Free will compared to the physical world, or free will compared to your physical body. It's the conciousness part that is biggest 'evidence' of a soul to me. At least there's a spark of free will or force that is untied to the neuronal network.

I can't see a comp get what we call a mind or conciousness, even if it's designed as an electrical network and has access to lots of outside stimuli input sources (like hearing, sight, smell etc). I feel it hard to imagine a comp having emotions for example. How does a comp feel pain or joy or anger like living organisms do? I have a hard time imagining that.


Wait, wait. This is simply the "argument from personal incredulity" fallacy. http://en.wikipedia.org/wiki/Argument_from_ignorance What does feeling pain have to do with free will anyway?

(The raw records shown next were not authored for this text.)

impl<T: TaskValue> Scheduler<T> {
    /// Create a scheduler on the current tokio runtime
    pub fn new(config: SchedulerConfig) -> Result<Self, SchedulerError> {
        Self::with_event_handlers(config, Vec::new())
    }

    /// Create a scheduler that reports lifecycle events to `handlers`
    pub fn with_event_handlers(
        config: SchedulerConfig,
        handlers: Vec<Box<dyn SchedulerEventHandler>>,
    ) -> Result<Self, SchedulerError> {
        let runtime = Handle::try_current().map_err(|_| SchedulerError::NoRuntime)?;
        Self::with_runtime(config, runtime, handlers)
    }

    /// Create a scheduler that starts bodies on an explicit runtime
    pub fn with_runtime(
        config: SchedulerConfig,
        runtime: Handle,
        handlers: Vec<Box<dyn SchedulerEventHandler>>,
    ) -> Result<Self, SchedulerError> {
        config.validate()?;
        let (outstanding, _) = watch::channel(0);
        let inner = Arc::new_cyclic(|this| SchedulerInner {
            config,
            runtime,
            state: Mutex::new(SchedulerState {
                queue: VecDeque::new(),
                executing: HashMap::new(),
                graph: DependencyGraph::new(),
                in_flight: 0,
                stats: SchedulerStats::default(),
            }),
            outstanding,
            handlers,
            this: this.clone(),
        });
        info!(
            "Created scheduler with {} worker slots",
            inner.config.max_concurrent_tasks
        );
        Ok(Self { inner })
    }

    pub fn config(&self) -> &SchedulerConfig {
        &self.inner.config
    }

    /// Enqueue a task; it runs once its dependencies finish and a slot frees
    pub fn submit(&self, task: Task<T>) -> Result<TaskId, SchedulerError> {
        let id = task.id();
        self.submit_all(vec![task])?;
        Ok(id)
    }

    /// Enqueue a batch atomically.
    ///
    /// Dispatch never sees part of the batch, so a chain whose tasks depend
    /// on each other is registered as a whole or not at all.
    pub fn submit_all(
        &self,
        tasks: impl IntoIterator<Item = Task<T>>,
    ) -> Result<Vec<TaskId>, SchedulerError> {
        let tasks: Vec<Task<T>> = tasks.into_iter().collect();
        let observer = self.inner.observer();

        let mut dispatch = Dispatch::new();
        let foreign = {
            let mut state = self.inner.lock();
            let mut accepted: Vec<&Task<T>> = Vec::with_capacity(tasks.len());
            for task in &tasks {
                let registered = task
                    .attach(observer.clone())
                    .and_then(|_| state.graph.register(task));
                if let Err(err) = registered {
                    // Attaching may have succeeded before the graph rejected an edge
                    if !matches!(err, SchedulerError::AlreadySubmitted(_)) {
                        task.detach();
                    }
                    for task in accepted {
                        state.graph.remove(task.id());
                        task.detach();
                    }
                    warn!("Rejected batch of {} tasks: {}", tasks.len(), err);
                    return Err(err);
                }
                accepted.push(task);
            }

            for task in &tasks {
                state.queue.push_back(task.clone());
                state.stats.submitted += 1;
                dispatch.events.push(SchedulerEvent::Submitted {
                    task_id: task.id(),
                    label: task.label().to_string(),
                    at: Utc::now(),
                });
                debug!("Submitted task {} ({})", task.label(), task.id());
            }
            self.inner.dispatch_locked(&mut state, &mut dispatch);

            let mut seen = HashSet::new();
            tasks
                .iter()
                .flat_map(Task::dependencies)
                .filter(|upon| seen.insert(upon.id()))
                .filter(|upon| !upon.is_finished() && !upon.is_observed_by(&observer))
                .collect::<Vec<_>>()
        };
        self.inner.run(dispatch);
        self.inner.watch_foreign(foreign);
        Ok(tasks.iter().map(Task::id).collect())
    }

    /// Add an edge to a task that is still queued in this scheduler
    pub fn add_dependency(&self, task: &Task<T>, upon: &Task<T>) -> Result<(), SchedulerError> {
        let mut dispatch = Dispatch::new();
        {
            let mut state = self.inner.lock();
            if !state.queue.iter().any(|queued| queued.id() == task.id()) {
                drop(state);
                return task.add_dependency(upon);
            }
            state.graph.add_dependency(task, upon)?;
            if let Err(err) = task.record_dependency(upon, true) {
                state.graph.remove_dependency(task.id(), upon.id());
                return Err(err);
            }
            self.inner.dispatch_locked(&mut state, &mut dispatch);
        }
        self.inner.run(dispatch);
        if !upon.is_finished() && !upon.is_observed_by(&self.inner.observer()) {
            self.inner.watch_foreign(vec![upon.clone()]);
        }
        Ok(())
    }

    /// Cancel a single task
    pub fn cancel(&self, task: &Task<T>) -> bool {
        task.cancel()
    }

    /// Cancel every queued or executing task matching `predicate`.
    ///
    /// Executing tasks are not interrupted; their slot is released when the
    /// body signals completion. Returns the number of tasks newly cancelled.
    pub fn cancel_all(&self, predicate: impl Fn(&Task<T>) -> bool) -> usize {
        let mut dispatch = Dispatch::new();
        let cancelled = {
            let mut state = self.inner.lock();
            let matching: Vec<Task<T>> = state
                .queue
                .iter()
                .chain(state.executing.values())
                .filter(|task| predicate(task))
                .cloned()
                .collect();

            let mut cancelled = 0;
            for task in matching {
                if task.mark_cancelled() {
                    cancelled += 1;
                    dispatch.events.push(SchedulerEvent::Cancelled {
                        task_id: task.id(),
                        label: task.label().to_string(),
                        at: Utc::now(),
                    });
                }
            }
            self.inner.dispatch_locked(&mut state, &mut dispatch);
            cancelled
        };
        self.inner.run(dispatch);
        if cancelled > 0 {
            debug!("Bulk-cancelled {} tasks", cancelled);
        }
        cancelled
    }

    /// Number of queued tasks that have not started
    pub fn pending(&self) -> usize {
        self.inner.lock().queue.len()
    }

    /// Number of tasks currently holding a slot
    pub fn executing(&self) -> usize {
        self.inner.lock().executing.len()
    }

    pub fn stats(&self) -> SchedulerStats {
        self.inner.lock().stats.clone()
    }

    /// Wait until nothing is queued, executing or awaiting delivery
    pub async fn wait_idle(&self) {
        let mut outstanding = self.inner.outstanding.subscribe();
        // The sender is owned by `self.inner`, which outlives this borrow.
        let _ = outstanding.wait_for(|count| *count == 0).await;
    }
}

impl<T: TaskValue> Clone for Scheduler<T> {
    fn clone(&self) -> Self {
        Self {
            inner: Arc::clone(&self.inner),
        }
    }
}

impl<T: TaskValue> std::fmt::Debug for Scheduler<T> {
    fn fmt(&self, f: &mut std::fmt::Formatter<'_>) -> std::fmt::Result {
        let state = self.inner.lock();
        f.debug_struct("Scheduler")
            .field("config", &self.inner.config)
            .field("queued", &state.queue.len())
            .field("executing", &state.executing.len())
            .field("stats", &state.stats)
            .finish()
    }
}
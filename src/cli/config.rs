//! Configuration loading for the simulation
//!
//! Values come from built-in defaults, optionally replaced by a TOML file,
//! and finally overridden by command line flags.

use super::args::SimulateConfig;
use crate::task::SchedulerConfig;
use anyhow::{Context, Result, bail};
use serde::{Deserialize, Serialize};
use std::fs;
use std::path::Path;
use tracing::{debug, info};

#[derive(Debug, Clone, Default, Serialize, Deserialize, PartialEq)]
#[serde(default)]
pub struct DemoConfig {
    pub scheduler: SchedulerConfig,
    pub simulation: SimulationConfig,
}

/// Shape of the simulated list and its data source
#[derive(Debug, Clone, Serialize, Deserialize, PartialEq)]
#[serde(default)]
pub struct SimulationConfig {
    pub rows: usize,
    /// Rows cancelled while their chains are still in flight
    pub scroll_away: usize,
    /// Rows requested a second time while loading, superseding the first chain
    pub rerequests: usize,
    pub min_latency_ms: u64,
    pub max_latency_ms: u64,
}

impl Default for SimulationConfig {
    fn default() -> Self {
        Self {
            rows: 20,
            scroll_away: 5,
            rerequests: 3,
            min_latency_ms: 5,
            max_latency_ms: 40,
        }
    }
}

impl DemoConfig {
    /// Load from a TOML string
    pub fn from_toml_str(content: &str) -> Result<Self> {
        let config: DemoConfig =
            toml::from_str(content).context("Failed to parse TOML configuration")?;
        Ok(config)
    }

    /// Load from TOML file
    pub fn from_toml_file<P: AsRef<Path>>(path: P) -> Result<Self> {
        let path = path.as_ref();
        let content = fs::read_to_string(path)
            .with_context(|| format!("Failed to read config file {:?}", path))?;
        let config = Self::from_toml_str(&content)
            .with_context(|| format!("Invalid config file {:?}", path))?;
        info!("Loaded configuration from {:?}", path);
        Ok(config)
    }

    pub fn to_toml_string(&self) -> Result<String> {
        toml::to_string_pretty(self).context("Failed to serialize configuration")
    }

    /// Save to TOML file
    pub fn to_toml_file<P: AsRef<Path>>(&self, path: P) -> Result<()> {
        let content = self.to_toml_string()?;
        fs::write(path.as_ref(), content)
            .with_context(|| format!("Failed to write config file {:?}", path.as_ref()))?;
        Ok(())
    }

    /// Defaults, or the given file if there is one
    pub fn load(path: Option<&Path>) -> Result<Self> {
        match path {
            Some(path) => Self::from_toml_file(path),
            None => {
                debug!("No configuration file given, using defaults");
                Ok(Self::default())
            }
        }
    }

    /// Apply command line overrides on top of the loaded values
    pub fn apply_overrides(&mut self, overrides: &SimulateConfig) {
        if let Some(rows) = overrides.rows {
            self.simulation.rows = rows;
        }
        if let Some(workers) = overrides.workers {
            self.scheduler.max_concurrent_tasks = workers;
        }
        if let Some(scroll_away) = overrides.scroll_away {
            self.simulation.scroll_away = scroll_away;
        }
        if let Some(rerequests) = overrides.rerequests {
            self.simulation.rerequests = rerequests;
        }
    }

    pub fn validate(&self) -> Result<()> {
        self.scheduler.validate()?;
        let sim = &self.simulation;
        if sim.rows == 0 {
            bail!("simulation.rows must be at least 1");
        }
        if sim.min_latency_ms > sim.max_latency_ms {
            bail!(
                "simulation.min_latency_ms ({}) exceeds max_latency_ms ({})",
                sim.min_latency_ms,
                sim.max_latency_ms
            );
        }
        if sim.scroll_away > sim.rows || sim.rerequests > sim.rows {
            bail!(
                "simulation.scroll_away and simulation.rerequests cannot exceed rows ({})",
                sim.rows
            );
        }
        Ok(())
    }
}

#[cfg(test)]
mod tests {
    use super::*;

    #[test]
    fn test_default_config_is_valid() {
        let config = DemoConfig::default();
        assert!(config.validate().is_ok());
        assert_eq!(config.scheduler.max_concurrent_tasks, 4);
    }

    #[test]
    fn test_partial_toml_keeps_defaults() {
        let config = DemoConfig::from_toml_str(
            r#"
[scheduler]
max_concurrent_tasks = 2
"#,
        )
        .unwrap();

        assert_eq!(config.scheduler.max_concurrent_tasks, 2);
        assert_eq!(config.simulation, SimulationConfig::default());
    }

    #[test]
    fn test_overrides_replace_file_values() {
        let mut config = DemoConfig::default();
        config.apply_overrides(&SimulateConfig {
            rows: Some(100),
            workers: Some(8),
            ..Default::default()
        });

        assert_eq!(config.simulation.rows, 100);
        assert_eq!(config.scheduler.max_concurrent_tasks, 8);
        assert_eq!(config.simulation.scroll_away, 5);
    }

    #[test]
    fn test_validation_rejects_bad_values() {
        let mut config = DemoConfig::default();
        config.scheduler.max_concurrent_tasks = 0;
        assert!(config.validate().is_err());

        let mut config = DemoConfig::default();
        config.simulation.min_latency_ms = 50;
        config.simulation.max_latency_ms = 10;
        assert!(config.validate().is_err());

        let mut config = DemoConfig::default();
        config.simulation.scroll_away = config.simulation.rows + 1;
        assert!(config.validate().is_err());
    }

    #[test]
    fn test_invalid_toml_reports_error() {
        let result = DemoConfig::from_toml_str("scheduler = 3");
        assert!(result.is_err());
    }
}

That's how it is. I can't sit and wait for evidence that won't appear in my lifetime. I have to solve these things right here and now, and try to answer questions like if there exists a soul or not. From the evidence we do have I can't see that biology alone explains conciousness. So if we are to make an argument at all on this topic, it must be an 'argument from ignorance' or no argument at all.

I deduct things from each other. Free will is derived from the theory of the mind being partly independent from matter. Pain is a very interesting emotion. I can't imagine a comp feeling pain. I can imagine a comp reacting to potentially harmful stimuli, but I can't imagine a comp experience the feeling of pain.

If I come to the conclusion that a comp can't get a human mind, I deduct from that conclusion that the human mind must have something that is independent from the electrical activity in the neural network.

It's fine that you don't want to sit around for evidence that may not appear in you lifetime, but why neglect evidence that is present? There is a proof of randomness, and you claim it to be false in favor of, IMHO, a completely ridiculous theory (that has no evidence for it).

And a computer is very different from a human brain. I don't think it's fair to compare them this way. A CPU has an ALU that makes it lightning fast with mathematical and logical calculations. We don't have that. What makes you think that our brain doesn't have a certain component that's responsible for consciousness, that isn't present in CPUs (which would explain why computer don't have feelings)?